For one, the nature of elder abuse is changing. Laura Tamblyn Watts, a lawyer and senior fellow at the Canadian Centre for Elder Law, among others, addresses the financial side of elder abuse: “People used to wait until their parents died until they went after the money. Today, with longevity being what it is and with increased financial pressures, what we’re seeing is boomers going after the assets of their parents while they’re alive.”2 While she wasn’t making a link to assisted suicide with this comment, it would be naïve not to be concerned about the implications of legalized assisted suicide.
|Dr Will Johnston|
BC family physician Will Johnston, who is also chair of the Euthanasia Prevention Coalition of BC is not shy about connecting the dots. He sees elder abuse firsthand in his practice. “Under current law, abusers take their victims to the bank and to the lawyer for a new will. With legal assisted suicide, the next stop would be the doctor’s office for a lethal prescription,” he writes.3 Coercion, not choice, will play a role in legalized assisted suicide.
Statistics Canada finds seniors are at higher risk of abuse by a family member than a stranger reporting that “grown children were most often identified as the perpetrator of family violence against seniors.”4 In fact, “over the past decade, half (50%) of all family homicides against seniors were committed by grown children.”5 It is not a big stretch to say children would orchestrate the death of family members to access their finances.

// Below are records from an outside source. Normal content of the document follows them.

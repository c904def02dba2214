//! Support tickets
//!
//! Conversation between one artist and the admins. An admin reply marks the
//! ticket Resolved and unread for the artist; an artist reply reopens it and
//! marks it unread for admins. Closed tickets accept no replies.

use chrono::{DateTime, Utc};
use serde::{Deserialize, Serialize};
use uuid::Uuid;

use crate::models::user::{Role, User};
use crate::{Error, Result};

pub const CATEGORIES: [&str; 5] = [
    "General Inquiry",
    "Distribution Issue",
    "Financial / Royalties",
    "Account Support",
    "Copyright Claim",
];

#[derive(Debug, Clone, Copy, PartialEq, Eq, Serialize, Deserialize)]
pub enum TicketStatus {
    Open,
    Resolved,
    Closed,
}

impl TicketStatus {
    pub fn as_str(&self) -> &'static str {
        match self {
            TicketStatus::Open => "Open",
            TicketStatus::Resolved => "Resolved",
            TicketStatus::Closed => "Closed",
        }
    }

    pub fn parse(s: &str) -> Option<Self> {
        match s {
            "Open" => Some(TicketStatus::Open),
            "Resolved" => Some(TicketStatus::Resolved),
            "Closed" => Some(TicketStatus::Closed),
            _ => None,
        }
    }
}

#[derive(Debug, Clone, PartialEq, Serialize, Deserialize)]
pub struct TicketMessage {
    pub sender_id: Uuid,
    pub sender_name: String,
    pub text: String,
    pub date: DateTime<Utc>,
    pub is_admin: bool,
}

#[derive(Debug, Clone, PartialEq, Serialize, Deserialize)]
pub struct Ticket {
    pub id: Uuid,
    /// Artist the conversation belongs to
    pub user_id: Uuid,
    pub user_name: String,
    pub subject: String,
    pub category: String,
    pub status: TicketStatus,
    pub last_updated: DateTime<Utc>,
    pub messages: Vec<TicketMessage>,
    pub read_by_artist: bool,
    pub read_by_admin: bool,
    pub version: i64,
}

impl Ticket {
    /// Open a ticket for `owner`, started by `author`
    ///
    /// `author` is either the owner themself or an admin writing on their behalf.
    pub fn open(
        owner: &User,
        author: &User,
        subject: &str,
        category: &str,
        text: &str,
        now: DateTime<Utc>,
    ) -> Result<Self> {
        let subject = subject.trim();
        let text = text.trim();
        if subject.is_empty() {
            return Err(Error::field("subject", "Subject is required."));
        }
        if !CATEGORIES.contains(&category) {
            return Err(Error::field("category", "Unknown ticket category."));
        }
        if text.is_empty() {
            return Err(Error::field("message", "Message is required."));
        }
        if owner.id != author.id && !author.is_admin() {
            return Err(Error::Forbidden(
                "only admins can open tickets for other users".to_string(),
            ));
        }

        let by_admin = author.is_admin() && owner.id != author.id;
        Ok(Self {
            id: Uuid::new_v4(),
            user_id: owner.id,
            user_name: owner.name.clone(),
            subject: subject.to_string(),
            category: category.to_string(),
            status: TicketStatus::Open,
            last_updated: now,
            messages: vec![TicketMessage {
                sender_id: author.id,
                sender_name: author.name.clone(),
                text: text.to_string(),
                date: now,
                is_admin: by_admin,
            }],
            read_by_artist: !by_admin,
            read_by_admin: by_admin,
            version: 0,
        })
    }

    /// Whether `user` may read or reply to this ticket
    pub fn is_visible_to(&self, user: &User) -> bool {
        user.is_admin() || user.id == self.user_id
    }

    /// Append a reply and update status and unread flags
    pub fn reply(&mut self, sender: &User, text: &str, now: DateTime<Utc>) -> Result<()> {
        if self.status == TicketStatus::Closed {
            return Err(Error::TicketClosed);
        }
        if !self.is_visible_to(sender) {
            return Err(Error::Forbidden("not a participant of this ticket".to_string()));
        }
        let text = text.trim();
        if text.is_empty() {
            return Err(Error::field("message", "Message is required."));
        }

        let stamp = crate::time::not_before(now, Some(self.last_updated));
        let as_admin = sender.is_admin() && sender.id != self.user_id;
        self.messages.push(TicketMessage {
            sender_id: sender.id,
            sender_name: sender.name.clone(),
            text: text.to_string(),
            date: stamp,
            is_admin: as_admin,
        });
        if as_admin {
            self.status = TicketStatus::Resolved;
            self.read_by_artist = false;
            self.read_by_admin = true;
        } else {
            self.status = TicketStatus::Open;
            self.read_by_admin = false;
            self.read_by_artist = true;
        }
        self.last_updated = stamp;
        Ok(())
    }

    /// Admin override of the status
    pub fn set_status(&mut self, status: TicketStatus, now: DateTime<Utc>) {
        self.status = status;
        self.last_updated = crate::time::not_before(now, Some(self.last_updated));
    }

    /// Clear the unread flag for the viewer's side of the conversation
    ///
    /// Returns whether anything changed.
    pub fn mark_read(&mut self, role: Role) -> bool {
        let flag = match role {
            Role::Admin => &mut self.read_by_admin,
            Role::Artist => &mut self.read_by_artist,
        };
        let changed = !*flag;
        *flag = true;
        changed
    }
}
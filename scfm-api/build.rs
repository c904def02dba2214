//! Build script for scfm-api
//!
//! Captures build identification logged at startup:
//! - Git commit hash (short form)
//! - Build timestamp
//! - Build profile (debug/release)

use std::process::Command;

fn main() {
    let git_hash = Command::new("git")
        .args(["rev-parse", "--short=8", "HEAD"])
        .output()
        .ok()
        .filter(|output| output.status.success())
        .and_then(|output| String::from_utf8(output.stdout).ok())
        .map(|s| s.trim().to_string())
        .unwrap_or_else(|| "unknown".to_string());

    let build_timestamp = chrono::Utc::now().to_rfc3339_opts(chrono::SecondsFormat::Secs, true);
    let profile = std::env::var("PROFILE").unwrap_or_else(|_| "unknown".to_string());

    println!("cargo:rustc-env=GIT_HASH={}", git_hash);
    println!("cargo:rustc-env=BUILD_TIMESTAMP={}", build_timestamp);
    println!("cargo:rustc-env=BUILD_PROFILE={}", profile);
}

Across the pond in Britain, a parliamentary inquiry has been established because a program intended to help people may have been causing their premature death. The Liverpool Care Pathway was established to extend the quality of care practiced in hospice homes to other areas of health care dealing with the end of life.6 Instead, today, families are raising questions because they believe medical staff hastened the death of their loved ones when they weren’t actually dying. The result is an official inquiry into the purported abuse.7
It wouldn’t be the first time doctors killed patients. A study of Belgium, where assisted suicide is legal, showed that they killed just under 1000 patients without their request in 2007.8
The specter of elder abuse is real. Government public service announcements challenge us to notice elder abuse and they’ve gone further too, with a current attempt to make “vulnerability due to age” a factor in sentencing.9 That’s great, but we need to connect the dots. Legalized assisted suicide would simply be a death wish for some of the most vulnerable among us. Why would we give the very few the right to suicide when experience shows the very many will be affected to the point of death if we do?